Baekhyun menatap sayu, meski sesekali menjerit dengan tubuh terlonjak. Tapi Ia tetap membuka bibirnya dan mengeluarkan lidah mungilnya.
Detik itu pula, Chanyeol menyergapnya... menyedot kuat lidah itu dan memainkannya di dalam mulutnya sendiri, tak peduli...saliva keduanya semakin banyak melebur hingga meleleh di sela-sela bibir Baekhyun. Bahkan sebagian tertelan oleh Baekhyun."Mffaah~ ahah!... nghhahh"
Tubuhnya tiba-tiba mengejang, menyadari klimaks itu semakin mendekat. Baekhyun mencengkeram kuat sulur yang menjeratnya tubuhnya, kembali membusung...hingga sulur itu terlepas dari urethranya dan—
"AHHHH! AHHHH!"
Baekhyun melonjak beberapa kali, begitu klimaks itu mennyentak mengotori perutnya sendiri. Ia terengah, namun wajah tirusnya semakin pasi. Seakan menunjukkan Ia tak menyukai klimaks seperti ini.
Nafasnya semakin terdengar berat, kedua mata amber itu semakin berkilat penuh nafsu melihat Baekhyun terengah dengan peluh merembas, semakin membuat tubuh itu terlihat molek di matanya. Belum lagi dengan kedua nipple yang membengkak merah, hasil cumbuan semua sulurnya. Ia menjentikkan jarinya...detik itu pula beberapa sulur yang melekat di tubuh Baekhyun, tertarik dan lenyap seketika. Hanya menyisakan di kedua tangannya.
"A-ku hanya menginginkanmu" Rengek Baekhyun, berharap Chanyeol tal lagi bermain dengan benda mengerikan itu lagi.
Chanyeol berdecak gemas melihatnya, membuatnya kembali meraup bibir merah itu dan menyesapnya lembut, seolah tak ingin melukainya.

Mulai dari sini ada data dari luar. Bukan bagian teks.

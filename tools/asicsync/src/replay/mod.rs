//! Session recording and replay.
//!
//! Every request and every wait outcome is appended to a text recording, one
//! event per line. Reading the lines back in order reconstructs the exact
//! call/response sequence, and [`replayer::reissue_recording`] re-drives it
//! through the client to prove the recording reproduces itself.

pub mod recorder;
pub mod recording;
pub mod replayer;
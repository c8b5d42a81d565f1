//! Turns the shared inbound stream into a blocking call result.
//!
//! The consumer queue is unordered and carries unrelated notifications, so the
//! waiter drains it until a `getresponse` arrives rather than trusting the
//! next message. One deadline is taken per call; each readiness wait gets the
//! remaining budget, so a call never outlives the configured timeout.

use crate::channel::{Channel, InboundMessage, Readiness};
use crate::config::ClientConfig;
use crate::replay::recorder::Recorder;
use crate::types::{CommonApi, StatusCode};
use std::time::{Duration, Instant};

/// Status returned when no response arrives.
pub const GENERIC_FAILURE: StatusCode = StatusCode::Failure;

#[derive(Clone)]
pub struct ResponseWaiter {
    sync_mode: bool,
    timeout: Duration,
    recorder: Recorder,
}

impl ResponseWaiter {
    pub fn new(config: &ClientConfig, recorder: Recorder) -> Self {
        Self {
            sync_mode: config.sync_mode,
            timeout: config.response_timeout(),
            recorder,
        }
    }

    pub fn wait(&self, channel: &dyn Channel, api: CommonApi) -> StatusCode {
        if !self.sync_mode {
            // Fire-and-forget.
            return StatusCode::Success;
        }

        tracing::info!(api = api.as_str(), "waiting for response");
        let deadline = Instant::now() + self.timeout;

        let failure = loop {
            let remaining = deadline.saturating_duration_since(Instant::now());
            if remaining.is_zero() {
                break Readiness::Timeout;
            }
            match channel.wait_ready(remaining) {
                Readiness::Ready => {}
                other => break other,
            }
            match channel.pop_next() {
                Some(InboundMessage::GetResponse {
                    status,
                    raw_status,
                    fields,
                }) => {
                    self.recorder.record_response(&raw_status, &fields);
                    tracing::debug!(api = api.as_str(), %status, "response received");
                    return status;
                }
                Some(InboundMessage::Notification { op, key, .. }) => {
                    tracing::debug!(%op, %key, "ignoring non-response message");
                }
                None => {}
            }
        };

        tracing::error!(
            api = api.as_str(),
            result = ?failure,
            "failed to get response"
        );
        self.recorder.record_failure(GENERIC_FAILURE);
        GENERIC_FAILURE
    }
}

#[cfg(test)]
mod tests {
    use super::*;
    use crate::channel::{FakeChannel, RawMessage, ScriptedEvent};
    use crate::replay::recorder::MemoryRecordSink;
    use std::sync::Arc;

    fn sync_config() -> ClientConfig {
        ClientConfig {
            sync_mode: true,
            response_timeout_ms: 1_000,
            ..ClientConfig::default()
        }
    }

    fn recording_waiter(config: &ClientConfig) -> (ResponseWaiter, MemoryRecordSink) {
        let sink = MemoryRecordSink::default();
        let waiter = ResponseWaiter::new(config, Recorder::with_sink(Arc::new(sink.clone())));
        (waiter, sink)
    }

    #[test]
    fn async_mode_returns_success_without_touching_channel() {
        let channel = FakeChannel::default();
        let (waiter, sink) = recording_waiter(&ClientConfig::default());
        assert_eq!(waiter.wait(&channel, CommonApi::Set), StatusCode::Success);
        assert!(channel.waits().is_empty());
        assert!(sink.lines().is_empty());
    }

    #[test]
    fn skips_unrelated_traffic_until_response() {
        let channel = FakeChannel::default();
        channel.push_message(RawMessage::new("port_state_change", "[]", Vec::new()));
        channel.push_message(RawMessage::new("switch_shutdown_request", "", Vec::new()));
        channel.push_response(
            StatusCode::InvalidParameter,
            vec![("attr".to_string(), "x".to_string())],
        );
        let (waiter, sink) = recording_waiter(&sync_config());

        assert_eq!(
            waiter.wait(&channel, CommonApi::Set),
            StatusCode::InvalidParameter
        );
        assert_eq!(channel.waits().len(), 3);
        assert_eq!(sink.lines(), vec!["G|INVALID_PARAMETER|attr=x".to_string()]);
    }

    #[test]
    fn timeout_records_generic_failure() {
        let channel = FakeChannel::default();
        channel.push_event(ScriptedEvent::Timeout);
        channel.push_response(StatusCode::Success, Vec::new());
        let (waiter, sink) = recording_waiter(&sync_config());

        assert_eq!(waiter.wait(&channel, CommonApi::Create), StatusCode::Failure);
        assert_eq!(channel.remaining_events(), 1, "no retry after a timeout");
        assert_eq!(sink.lines(), vec!["G|FAILURE".to_string()]);
    }

    #[test]
    fn readiness_error_is_treated_like_timeout() {
        let channel = FakeChannel::default();
        channel.push_event(ScriptedEvent::Error);
        let (waiter, sink) = recording_waiter(&sync_config());
        assert_eq!(waiter.wait(&channel, CommonApi::Set), StatusCode::Failure);
        assert_eq!(sink.lines(), vec!["G|FAILURE".to_string()]);
    }

    #[test]
    fn each_readiness_wait_is_bounded_by_the_timeout() {
        let channel = FakeChannel::default();
        channel.push_message(RawMessage::new("notify", "k", Vec::new()));
        let waiter = ResponseWaiter::new(&sync_config(), Recorder::disabled());
        assert_eq!(waiter.wait(&channel, CommonApi::Set), StatusCode::Failure);
        let waits = channel.waits();
        assert_eq!(waits.len(), 2);
        assert!(waits.iter().all(|w| *w <= Duration::from_millis(1_000)));
    }
}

"Aku akan menyentuhmu... setelah kau memiliki rahim itu"Bisik Chanyeol sembari menyeka sperma Baekhyun dan menjilatnya sensual di hadapan namja cantik itu.
tak pelak, apa yang dilakukannya membuat Baekhyun tersengal penuh nafsu melihatnya. Bahkan kembali mengangkat kepalanya, meminta Pangeran Sulung itu kembali mencumbu bibirnya.
"Hks!" Isaknya lagi semakin tak sabaran.
Di saat dirinya merasa sehebat ini, tapi tubuhnya tetap tertahan oleh semua sulur bodoh itu.
"Lepas...hks...aku ingin menciummu! lepaskan benda bodoh ini!" Ronta Baekhyun frustasi.
Chanyeol hanya menyeringai tipis , menyembunyikan letupan hasrat itu kala melihat namja cantiknya semakin menggoda seperti ini, Ia beralih menarik tengkuk Baekhyun.
Membuat namja mungil itu antusias memejamkan mata, siap menerima lumatan itu. Namun yang terlihat... Chanyeol tak benar-benar menciumnya, Ia hanya menempelkan bibirnya dan mengalirkan magis hangatnya ke dalam bibir setengah terbuka itu.
"Ahhh.."
Sempat Baekhyun mendesah tenang, sebelum akhirnya desahan itu lenyap...
Bukan,
Bukan hanya desahan, tapi suara dan gerakannya pun mendadak lenyap begitu saja.
Ia hanya bisa melihat dan mendengar semuanya dengan kaku...tanpa mampu bergerak ...lebih-lebih menjerit.
.
..
Deru angin di luar semakin terdengar bergemuruh, menyentak suhu beku yang hanya terpusat di puri Pangeran Sulung itu. Semua seolah terhubung... desir demi desir magis tak bertuan itu seakan berpusar kencang, mengepung Purinya.
Baekhyun berdebar melihat angin tiba-tiba berhembus kencang. Mustahil di tempat sekedap ini, ada angin yang berhembus masuk... namun rasa rakut itu teralih cepat ketika Pangeran Sulung itu merunduk, menekuk kakinya dan membukanya lebar. Membuatnya memberontak tertahan, tak ingin dipandang seintim ini oleh Pangeran Sulung itu, meski nyatanya Chanyeol memang telah melihat semuanya.
Nafasnya tercekat, menyadari jari panjang itu mulai menusuk masuk anusnya...bergerak zig zag seakan mencari jalan.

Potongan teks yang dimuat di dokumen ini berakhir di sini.